Caller: I wanted to see if I can get your response to the members of the clergy in Charlotte that are suing for the right to perform gay marriages, saying that the ban on gay marriage infringes on their religious rights. It’s my understanding that they are a Christian organization, it’s normally the other way around, and so I’m curious to hear what you got to say about it.
Perkins: I would use that term ‘Christian’ loosely. That title is — let’s talk biblical, here’s the deal, it’s like with the Religious Freedom Restoration Act that we worked on in Mississippi and failed in Arizona and other places, here’s a test of what is a true religious freedom, a freedom that’s based on orthodox religious viewpoints. It has to have a track record, it has to come forth from religious orthodoxy.
You cannot point to the Christian faith and say that same-sex marriage has been a key teaching of the church. You can only point to the opposite, that the church has stood against sexual immorality in terms of sexual relations of those outside of marriage and in particular homosexual behavior. There is no place, there is nothing for them to stand on and say that same-sex marriage has standing in the orthodox Christian faith.
They’re playing games here, trying to turn the effort that so many Americans are now faced with of preserving religious freedom, they’re now trying to do a jujitsu move and say, ‘We’re going to use religious freedom to say we have a right to do same-sex marriage.’ Well, there is no foundation for that, there is no orthodox Christian holding that has ever said marriage is between people of the same sex.
Tony is freaked out.
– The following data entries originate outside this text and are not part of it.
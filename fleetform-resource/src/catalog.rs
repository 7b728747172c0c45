//! The resource types fleetform manages.
//!
//! Property names are the remote's JSON names. Envelope properties
//! (`location`, `tags`, `sku`, `identity`, `zones`) sit next to the resource
//! properties; the HTTP facade moves them in and out of the envelope.

use fleetform_core::{IdTemplate, Properties, ResourceIdentifier, WriteMode};
use serde_json::{json, Value};

use crate::schema::{FieldSchema, ResourceSchema, Timeouts};

const CONTAINER_SERVICE: &str = "Microsoft.ContainerService";

const IDENTITY: &[FieldSchema] = &[
    FieldSchema::new("type").case_insensitive(),
    FieldSchema::new("userAssignedIdentities").map(),
    FieldSchema::new("principalId").computed(),
    FieldSchema::new("tenantId").computed(),
];

const CLUSTER_SKU: &[FieldSchema] = &[
    FieldSchema::new("name").case_insensitive().optional_computed(),
    FieldSchema::new("tier").case_insensitive().optional_computed(),
];

const CLUSTER_NETWORK_PROFILE: &[FieldSchema] = &[
    FieldSchema::new("networkPlugin").case_insensitive().optional_computed(),
    FieldSchema::new("networkPluginMode").case_insensitive().optional_computed(),
    FieldSchema::new("networkPolicy").case_insensitive().optional_computed(),
    FieldSchema::new("serviceCidr").optional_computed(),
    FieldSchema::new("dnsServiceIP").optional_computed(),
    FieldSchema::new("podCidr").optional_computed(),
    FieldSchema::new("outboundType").case_insensitive().optional_computed(),
    FieldSchema::new("loadBalancerSku").case_insensitive().optional_computed(),
];

const CLUSTER_FIELDS: &[FieldSchema] = &[
    FieldSchema::new("location").location(),
    FieldSchema::new("tags").map(),
    FieldSchema::new("sku").block(CLUSTER_SKU).optional_computed(),
    FieldSchema::new("identity").block(IDENTITY),
    FieldSchema::new("dnsPrefix").forces_replacement(),
    FieldSchema::new("kubernetesVersion").optional_computed(),
    FieldSchema::new("nodeResourceGroup")
        .forces_replacement()
        .optional_computed(),
    FieldSchema::new("enableRBAC").default(enabled),
    FieldSchema::new("agentPoolProfiles").list().optional_computed(),
    FieldSchema::new("networkProfile")
        .block(CLUSTER_NETWORK_PROFILE)
        .forces_replacement()
        .optional_computed(),
    FieldSchema::new("fqdn").computed(),
    FieldSchema::new("currentKubernetesVersion").computed(),
    FieldSchema::new("powerState").computed(),
    FieldSchema::new("provisioningState").computed(),
];

pub static KUBERNETES_CLUSTER: ResourceSchema = ResourceSchema {
    type_name: "kubernetes_cluster",
    id_template: IdTemplate::new(CONTAINER_SERVICE, &["managedClusters"]),
    write_mode: WriteMode::Put,
    fields: CLUSTER_FIELDS,
    validate: None,
    timeouts: Timeouts::minutes(60, 5, 60, 60),
};

const UPGRADE_SETTINGS: &[FieldSchema] = &[
    FieldSchema::new("maxSurge").optional_computed(),
    FieldSchema::new("drainTimeoutInMinutes")
        .replace_if(drain_timeout_cleared)
        .optional_computed(),
    FieldSchema::new("nodeSoakDurationInMinutes").optional_computed(),
];

const NODE_NETWORK_PROFILE: &[FieldSchema] = &[
    FieldSchema::new("allowedHostPorts").list(),
    FieldSchema::new("applicationSecurityGroups").set(),
    FieldSchema::new("nodePublicIPTags").list().forces_replacement(),
];

const NODE_POOL_FIELDS: &[FieldSchema] = &[
    FieldSchema::new("vmSize").forces_replacement(),
    FieldSchema::new("nodeCount").optional_computed(),
    FieldSchema::new("enableAutoScaling"),
    FieldSchema::new("minCount"),
    FieldSchema::new("maxCount"),
    FieldSchema::new("mode").default(user_mode),
    FieldSchema::new("nodeLabels").map(),
    FieldSchema::new("nodeTaints").list(),
    FieldSchema::new("tags").map(),
    FieldSchema::new("availabilityZones").set().forces_replacement(),
    FieldSchema::new("orchestratorVersion").optional_computed(),
    FieldSchema::new("osType").forces_replacement().default(linux),
    FieldSchema::new("osSKU")
        .replace_if(os_sku_replaces)
        .optional_computed(),
    FieldSchema::new("osDiskSizeGB")
        .forces_replacement()
        .optional_computed(),
    FieldSchema::new("maxPods").forces_replacement().optional_computed(),
    FieldSchema::new("vnetSubnetID")
        .forces_replacement()
        .case_insensitive(),
    FieldSchema::new("scaleSetPriority")
        .forces_replacement()
        .default(regular_priority),
    FieldSchema::new("spotMaxPrice").forces_replacement(),
    FieldSchema::new("upgradeSettings")
        .block(UPGRADE_SETTINGS)
        .optional_computed(),
    FieldSchema::new("networkProfile").block(NODE_NETWORK_PROFILE),
    FieldSchema::new("nodeImageVersion").computed(),
    FieldSchema::new("powerState").computed(),
    FieldSchema::new("provisioningState").computed(),
];

pub static KUBERNETES_CLUSTER_NODE_POOL: ResourceSchema = ResourceSchema {
    type_name: "kubernetes_cluster_node_pool",
    id_template: IdTemplate::new(CONTAINER_SERVICE, &["managedClusters", "agentPools"]),
    write_mode: WriteMode::Put,
    fields: NODE_POOL_FIELDS,
    validate: Some(validate_node_pool),
    timeouts: Timeouts::minutes(60, 5, 60, 60),
};

const OS_PROFILE: &[FieldSchema] = &[
    FieldSchema::new("computerNamePrefix").forces_replacement(),
    FieldSchema::new("adminUsername").forces_replacement(),
    FieldSchema::new("adminPassword").write_only(),
    FieldSchema::new("linuxConfiguration"),
    FieldSchema::new("windowsConfiguration"),
];

const BASE_VM_PROFILE: &[FieldSchema] = &[
    FieldSchema::new("osProfile").block(OS_PROFILE),
    FieldSchema::new("storageProfile").forces_replacement(),
    FieldSchema::new("networkProfile"),
    FieldSchema::new("extensionProfile"),
];

const COMPUTE_PROFILE: &[FieldSchema] = &[
    FieldSchema::new("baseVirtualMachineProfile").block(BASE_VM_PROFILE),
    FieldSchema::new("computeApiVersion").optional_computed(),
    FieldSchema::new("platformFaultDomainCount")
        .forces_replacement()
        .optional_computed(),
];

const SPOT_PRIORITY_PROFILE: &[FieldSchema] = &[
    FieldSchema::new("capacity"),
    FieldSchema::new("minCapacity"),
    FieldSchema::new("maxPricePerVM").forces_replacement(),
    FieldSchema::new("evictionPolicy")
        .forces_replacement()
        .case_insensitive(),
    FieldSchema::new("allocationStrategy")
        .forces_replacement()
        .optional_computed(),
    FieldSchema::new("maintain").forces_replacement(),
];

const REGULAR_PRIORITY_PROFILE: &[FieldSchema] = &[
    FieldSchema::new("capacity"),
    FieldSchema::new("minCapacity"),
    FieldSchema::new("allocationStrategy")
        .forces_replacement()
        .optional_computed(),
];

const FLEET_FIELDS: &[FieldSchema] = &[
    FieldSchema::new("location").location(),
    FieldSchema::new("tags").map(),
    FieldSchema::new("zones").set().forces_replacement(),
    FieldSchema::new("identity").block(IDENTITY),
    FieldSchema::new("plan").forces_replacement(),
    FieldSchema::new("spotPriorityProfile").block(SPOT_PRIORITY_PROFILE),
    FieldSchema::new("regularPriorityProfile").block(REGULAR_PRIORITY_PROFILE),
    FieldSchema::new("vmSizesProfile").list().forces_replacement(),
    FieldSchema::new("vmAttributes").forces_replacement(),
    FieldSchema::new("additionalLocationsProfile").forces_replacement(),
    FieldSchema::new("computeProfile").block(COMPUTE_PROFILE),
    FieldSchema::new("timeCreated").computed(),
    FieldSchema::new("uniqueId").computed(),
    FieldSchema::new("provisioningState").computed(),
];

pub static COMPUTE_FLEET: ResourceSchema = ResourceSchema {
    type_name: "compute_fleet",
    id_template: IdTemplate::new("Microsoft.AzureFleet", &["fleets"]),
    write_mode: WriteMode::Put,
    fields: FLEET_FIELDS,
    validate: Some(validate_fleet),
    timeouts: Timeouts::minutes(30, 5, 30, 30),
};

const REGISTRY_SKU: &[FieldSchema] = &[
    FieldSchema::new("name").case_insensitive(),
    FieldSchema::new("tier").computed(),
];

const REGISTRY_FIELDS: &[FieldSchema] = &[
    FieldSchema::new("location").location(),
    FieldSchema::new("tags").map(),
    FieldSchema::new("sku").block(REGISTRY_SKU),
    FieldSchema::new("identity").block(IDENTITY),
    FieldSchema::new("adminUserEnabled").default(disabled),
    FieldSchema::new("publicNetworkAccess")
        .case_insensitive()
        .default(enabled_str),
    FieldSchema::new("zoneRedundancy")
        .forces_replacement()
        .default(disabled_str),
    FieldSchema::new("dataEndpointEnabled").default(disabled),
    FieldSchema::new("anonymousPullEnabled").default(disabled),
    FieldSchema::new("networkRuleBypassOptions")
        .case_insensitive()
        .default(azure_services),
    FieldSchema::new("networkRuleSet"),
    FieldSchema::new("loginServer").computed(),
    FieldSchema::new("creationDate").computed(),
    FieldSchema::new("dataEndpointHostNames").computed(),
    FieldSchema::new("provisioningState").computed(),
];

pub static CONTAINER_REGISTRY: ResourceSchema = ResourceSchema {
    type_name: "container_registry",
    id_template: IdTemplate::new("Microsoft.ContainerRegistry", &["registries"]),
    write_mode: WriteMode::Patch,
    fields: REGISTRY_FIELDS,
    validate: Some(validate_registry),
    timeouts: Timeouts::minutes(30, 5, 30, 30),
};

/// Every resource type, parents before children.
pub static ALL: [&ResourceSchema; 4] = [
    &KUBERNETES_CLUSTER,
    &KUBERNETES_CLUSTER_NODE_POOL,
    &COMPUTE_FLEET,
    &CONTAINER_REGISTRY,
];

/// Look up a resource type by its deployment-document name.
pub fn lookup(type_name: &str) -> Option<&'static ResourceSchema> {
    ALL.iter().copied().find(|s| s.type_name == type_name)
}

/// Look up the resource type an identifier belongs to.
pub fn for_id(id: &ResourceIdentifier) -> Option<&'static ResourceSchema> {
    let type_path = id.type_path();
    ALL.iter()
        .copied()
        .find(|s| s.id_template.to_string().eq_ignore_ascii_case(&type_path))
}

/// The resource type of the enclosing resource, if the type is nested.
pub fn parent_of(schema: &ResourceSchema) -> Option<&'static ResourceSchema> {
    let parent = schema.id_template.parent()?;
    ALL.iter().copied().find(|s| s.id_template == parent)
}

fn enabled() -> Value {
    json!(true)
}

fn disabled() -> Value {
    json!(false)
}

fn enabled_str() -> Value {
    json!("Enabled")
}

fn disabled_str() -> Value {
    json!("Disabled")
}

fn azure_services() -> Value {
    json!("AzureServices")
}

fn user_mode() -> Value {
    json!("User")
}

fn linux() -> Value {
    json!("Linux")
}

fn regular_priority() -> Value {
    json!("Regular")
}

/// Only switching between Ubuntu and Azure Linux can happen in place.
fn os_sku_replaces(old: Option<&Value>, new: Option<&Value>) -> bool {
    let in_place = |v: Option<&Value>| {
        matches!(
            v.and_then(Value::as_str),
            Some("Ubuntu") | Some("AzureLinux")
        )
    };
    old.is_some() && !(in_place(old) && in_place(new))
}

/// A drain timeout can be changed, but not removed once set.
fn drain_timeout_cleared(old: Option<&Value>, new: Option<&Value>) -> bool {
    let minutes = |v: Option<&Value>| v.and_then(Value::as_u64).unwrap_or(0);
    minutes(old) != 0 && minutes(new) == 0
}

fn integer(properties: &Properties, name: &str) -> Result<Option<i64>, String> {
    match properties.get(name) {
        None | Some(Value::Null) => Ok(None),
        Some(v) => v
            .as_i64()
            .map(Some)
            .ok_or_else(|| format!("{} must be an integer", name)),
    }
}

fn validate_node_pool(p: &Properties) -> Result<(), String> {
    let auto_scaling = p
        .get("enableAutoScaling")
        .and_then(Value::as_bool)
        .unwrap_or(false);
    let min = integer(p, "minCount")?;
    let max = integer(p, "maxCount")?;
    if let Some(count) = integer(p, "nodeCount")? {
        if !(0..=1000).contains(&count) {
            return Err(format!("nodeCount must be between 0 and 1000, got {}", count));
        }
    }
    if auto_scaling {
        let max = max.ok_or("maxCount must be set when enableAutoScaling is true")?;
        let min = min.ok_or("minCount must be set when enableAutoScaling is true")?;
        if min > max {
            return Err(format!(
                "minCount ({}) must be less than or equal to maxCount ({})",
                min, max
            ));
        }
    } else if min.is_some() || max.is_some() {
        return Err(
            "minCount and maxCount must not be set when enableAutoScaling is false".to_string(),
        );
    }
    let spot = p.get("scaleSetPriority").and_then(Value::as_str) == Some("Spot");
    if !spot && p.get("spotMaxPrice").map_or(false, |v| !v.is_null()) {
        return Err("spotMaxPrice can only be set when scaleSetPriority is Spot".to_string());
    }
    Ok(())
}

fn validate_fleet(p: &Properties) -> Result<(), String> {
    let spot = p.get("spotPriorityProfile").and_then(Value::as_object);
    let regular = p.get("regularPriorityProfile").and_then(Value::as_object);
    if spot.is_none() && regular.is_none() {
        return Err(
            "at least one of spotPriorityProfile and regularPriorityProfile must be set"
                .to_string(),
        );
    }
    let mut total = 0;
    for (name, profile) in [
        ("spotPriorityProfile", spot),
        ("regularPriorityProfile", regular),
    ] {
        let Some(profile) = profile else { continue };
        let capacity = integer(profile, "capacity")
            .map_err(|e| format!("{}.{}", name, e))?
            .unwrap_or(0);
        if let Some(min) = integer(profile, "minCapacity").map_err(|e| format!("{}.{}", name, e))? {
            if min > capacity {
                return Err(format!(
                    "{}.minCapacity ({}) must be less than or equal to capacity ({})",
                    name, min, capacity
                ));
            }
        }
        total += capacity;
    }
    if total > 10000 {
        return Err(format!(
            "the sum of spot and regular capacity must not exceed 10000, got {}",
            total
        ));
    }
    Ok(())
}

fn validate_registry(p: &Properties) -> Result<(), String> {
    let premium = p
        .get("sku")
        .and_then(|s| s.get("name"))
        .and_then(Value::as_str)
        .is_some_and(|name| name.eq_ignore_ascii_case("Premium"));
    if !premium {
        if p.get("zoneRedundancy").and_then(Value::as_str) == Some("Enabled") {
            return Err("zoneRedundancy can only be enabled for Premium registries".to_string());
        }
        if p.get("dataEndpointEnabled").and_then(Value::as_bool) == Some(true) {
            return Err(
                "dataEndpointEnabled can only be enabled for Premium registries".to_string(),
            );
        }
    }
    Ok(())
}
Though he is paid quite well to foster the delusion that he and his cohort represent the beliefs of most Americans, it’s not true. There are millions of people within his own religion who are sick and tired of the anti-gay obsession of the extreme right, and he does not speak for them. He’s also woefully ignorant of the history of “orthodox” Christianity that he’s referencing, as any historian familiar with evangelical Christianity will tell you that Tony’s version of religious faith is actually fairly new. An extreme, anti-gay, anti-woman segment of Christianity emerged over the last fifty years, and Tony is now a key player in that movement. That movement is starting to die (literally). An inclusive, humanitarian segment of Christianity, one that actually includes love, is becoming ever more prominent these days. It all factors into the idea of “religious freedom,” and all people of faith are included.
Tony will just have to learn to deal with it.